The startup’s competition was on Williams’ mind, as she’s familiar with the human resources space, and Waibel acknowledged that there are many wellness companies out there. 

“What we are is an aggregator,” she said. “So, because of our marketplace model, we take all of those companies that fall within our niche and we roll them up under one solution.” 

What makes Welnys different, Waibel said, is that enterprises won’t have to secure a new vendor for their mental wellness services, their meditation app and their yoga instruction. They can just work with Welnys.

Volan Technology

The final pitch of the show came from Michael Bettua, co-founder, chair and CEO of Volan Technology, in Hoboken, which offers an artificial intelligence precise positioning system that uses a neural mesh network. The system locates people inside buildings during emergencies.

Bettua noted that people typically spend 90% of their time indoors, and GPS is useless for locating them inside most office buildings, schools or malls. The company set out to do “accurate, precise micro-location tracking of thousands of individuals on these big sites, and to set up geofences that can track when people enter and leave a room or enter a classroom.”

The company has also pivoted in response to the COVID-19 crisis, as the same technology can be used for contact tracing.

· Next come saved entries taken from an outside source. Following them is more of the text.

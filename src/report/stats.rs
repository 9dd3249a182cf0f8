use crate::domain::{GoalType, PeriodStats, Settings};
use crate::store::{GoalStore, HistoryStore, TaskStore};
use crate::util::date;
use chrono::{Datelike, NaiveDate};
use serde::Serialize;
use std::collections::BTreeMap;
use uuid::Uuid;

/// Planned work for a single day
#[derive(Debug, Clone, Default, PartialEq, Serialize)]
pub struct DayStats {
    pub planned: usize,
    pub completed: usize,
    pub time_spent: u64,
    /// Sum of estimates over tasks that carry one
    pub estimated: u64,
    pub over_cap: bool,
}

/// Per-tag totals over one day's tasks
#[derive(Debug, Clone, Default, PartialEq, Serialize)]
pub struct TagStats {
    pub task_count: usize,
    pub done_count: usize,
    pub time_spent: u64,
}

#[derive(Debug, Clone, PartialEq, Serialize)]
pub struct GoalProgressRow {
    pub id: Uuid,
    pub title: String,
    pub goal_type: GoalType,
    pub current: f64,
    pub target: f64,
    pub unit: Option<String>,
    pub percent: f64,
    pub days_remaining: i64,
}

/// Everything the report shows, computed once from the stores
#[derive(Debug, Clone, PartialEq, Serialize)]
pub struct AnalyticsSnapshot {
    pub date: NaiveDate,
    pub current_streak: u32,
    pub longest_streak: u32,
    pub total_tasks_completed: u64,
    pub total_time_spent: u64,
    pub average_focus_score: f64,
    pub productive_days: usize,
    pub week_start: NaiveDate,
    pub week: PeriodStats,
    pub month: PeriodStats,
    pub active_goals: usize,
    pub completed_goals: usize,
    pub overdue_goals: usize,
    pub overdue_tasks: usize,
    pub daily_cap: u32,
    pub day: DayStats,
    pub tags: BTreeMap<String, TagStats>,
    pub goal_progress: Vec<GoalProgressRow>,
}

impl AnalyticsSnapshot {
    /// Gather analytics as of `today`. The week boundary and daily cap come
    /// from `settings`.
    pub fn collect(
        tasks: &TaskStore,
        goals: &GoalStore,
        history: &HistoryStore,
        settings: &Settings,
        today: NaiveDate,
    ) -> Self {
        let week_start = date::start_of_week(today, settings.week_starts_on);

        let goal_progress = goals
            .active_as_of(today)
            .into_iter()
            .map(|goal| GoalProgressRow {
                id: goal.id,
                title: goal.title.clone(),
                goal_type: goal.goal_type,
                current: goal.current,
                target: goal.target,
                unit: goal.unit.clone(),
                percent: goal.completion_percentage(),
                days_remaining: goal.days_remaining(today),
            })
            .collect();

        Self {
            date: today,
            current_streak: history.current_streak_as_of(today),
            longest_streak: history.longest_streak(),
            total_tasks_completed: history.total_tasks_completed(),
            total_time_spent: history.total_time_spent(),
            average_focus_score: history.average_focus_score(),
            productive_days: history.productive_days(),
            week_start,
            week: history.weekly_stats(week_start),
            month: history.monthly_stats(today.year(), today.month()),
            active_goals: goals.active_as_of(today).len(),
            completed_goals: goals.completed().len(),
            overdue_goals: goals.overdue_as_of(today).len(),
            overdue_tasks: tasks.overdue_as_of(today).len(),
            daily_cap: settings.max_daily_tasks,
            day: calculate_day_stats(tasks, today, settings.max_daily_tasks),
            tags: calculate_tag_stats(tasks, today),
            goal_progress,
        }
    }

    /// Completed share of the day's planned tasks, 0 to 100
    pub fn day_completion_percent(&self) -> f64 {
        if self.day.planned == 0 {
            0.0
        } else {
            self.day.completed as f64 / self.day.planned as f64 * 100.0
        }
    }
}

/// Planned, completed and tracked totals for `day`
pub fn calculate_day_stats(tasks: &TaskStore, day: NaiveDate, cap: u32) -> DayStats {
    let day_tasks = tasks.by_date(day);

    DayStats {
        planned: day_tasks.len(),
        completed: day_tasks.iter().filter(|t| t.is_completed()).count(),
        time_spent: day_tasks.iter().map(|t| t.time_spent).sum(),
        estimated: day_tasks.iter().filter_map(|t| t.estimated_time).sum(),
        over_cap: day_tasks.len() > cap as usize,
    }
}

/// Tag totals over the tasks planned for `day`
pub fn calculate_tag_stats(tasks: &TaskStore, day: NaiveDate) -> BTreeMap<String, TagStats> {
    let mut tag_map: BTreeMap<String, TagStats> = BTreeMap::new();

    for task in tasks.by_date(day) {
        for tag in &task.tags {
            let entry = tag_map.entry(tag.clone()).or_default();
            entry.task_count += 1;
            entry.time_spent += task.time_spent;
            if task.is_completed() {
                entry.done_count += 1;
            }
        }
    }

    tag_map
}

#[cfg(test)]
mod tests {
    use super::*;
    use crate::coordination;
    use crate::domain::{GoalDraft, GoalTimeframe, TaskDraft, TaskStatus, WeekStart};
    use crate::util::date::parse_day;
    use pretty_assertions::assert_eq;

    fn day(s: &str) -> NaiveDate {
        parse_day(s).unwrap()
    }

    #[test]
    fn test_collect() {
        let today = day("2024-03-06");
        let mut tasks = TaskStore::new();
        let mut goals = GoalStore::new();
        let mut history = HistoryStore::new();

        let goal_id = goals.add(
            GoalDraft::new("Write", GoalType::Effort, GoalTimeframe::Monthly, day("2024-03-01"), 7200.0)
                .with_end_date(day("2024-03-31")),
        );
        goals.add(
            GoalDraft::new("Old", GoalType::Quantity, GoalTimeframe::Weekly, day("2024-02-01"), 5.0)
                .with_end_date(day("2024-02-07")),
        );

        let essay = tasks.add(
            TaskDraft::new("Essay", today)
                .with_goal(goal_id)
                .with_tag("writing")
                .with_estimate(3600),
        );
        tasks.add(TaskDraft::new("Outline", today).with_tag("writing"));
        tasks.add(TaskDraft::new("Forgotten", day("2024-03-04")));
        tasks.add_time(essay, 1800).unwrap();
        coordination::complete_task_and_apply_goal_progress(&mut tasks, &mut goals, essay).unwrap();

        history.upsert(day("2024-03-04"), 2, 600, Some(40));
        history.upsert(day("2024-03-05"), 1, 300, None);
        coordination::refresh_today_progress(&tasks, &mut history, today);

        let settings = Settings {
            week_starts_on: WeekStart::Monday,
            max_daily_tasks: 1,
            ..Settings::default()
        };
        let snapshot = AnalyticsSnapshot::collect(&tasks, &goals, &history, &settings, today);

        assert_eq!(snapshot.current_streak, 3);
        assert_eq!(snapshot.longest_streak, 3);
        assert_eq!(snapshot.total_tasks_completed, 4);
        assert_eq!(snapshot.week_start, day("2024-03-04"));
        assert_eq!(snapshot.week.active_days, 3);
        assert_eq!(snapshot.month.total_time, 2700);
        assert_eq!(snapshot.active_goals, 1);
        assert_eq!(snapshot.overdue_goals, 1);
        assert_eq!(snapshot.overdue_tasks, 1);
        assert_eq!(
            snapshot.day,
            DayStats {
                planned: 2,
                completed: 1,
                time_spent: 1800,
                estimated: 3600,
                over_cap: true,
            }
        );
        assert_eq!(snapshot.day_completion_percent(), 50.0);
        assert_eq!(
            snapshot.tags["writing"],
            TagStats {
                task_count: 2,
                done_count: 1,
                time_spent: 1800,
            }
        );
        assert_eq!(snapshot.goal_progress.len(), 1);
        assert_eq!(snapshot.goal_progress[0].percent, 25.0);
        assert_eq!(snapshot.goal_progress[0].days_remaining, 25);
    }

    #[test]
    fn test_empty_stores() {
        let snapshot = AnalyticsSnapshot::collect(
            &TaskStore::new(),
            &GoalStore::new(),
            &HistoryStore::new(),
            &Settings::default(),
            day("2024-03-06"),
        );
        assert_eq!(snapshot.current_streak, 0);
        assert_eq!(snapshot.day, DayStats::default());
        assert_eq!(snapshot.day_completion_percent(), 0.0);
        assert!(snapshot.tags.is_empty());
    }

    #[test]
    fn test_tag_stats_only_count_the_day() {
        let mut tasks = TaskStore::new();
        let a = tasks.add(TaskDraft::new("a", day("2024-03-06")).with_tag("x"));
        tasks.add(TaskDraft::new("b", day("2024-03-07")).with_tag("x"));
        tasks.set_status(a, TaskStatus::Completed);

        let tags = calculate_tag_stats(&tasks, day("2024-03-06"));
        assert_eq!(tags.len(), 1);
        assert_eq!(tags["x"].task_count, 1);
        assert_eq!(tags["x"].done_count, 1);
    }
}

The implementation of contact tracing has been touted as necessary for opening the economy and enabling people to return to normal life after COVID-19.

Kolb asked what the low-hanging fruit was for Volan, and Bettua replied that his company is going after “a much better, location-based panic button system that doesn’t rely on anybody’s phone.” 

It also doesn’t rely on Wi-Fi, and has its own batteries, he said. So, technically, if there’s a power outage, the system could still work.

The company’s private cloud identity system would allow housekeepers in hotels, teachers in schools and universities and home workers some assurance of safety, he said. The system can be the “eyes and ears” of establishments like hotels and universities, “giving people the ability to report an emergency, and giving responders a whole new layer of information on how to respond.”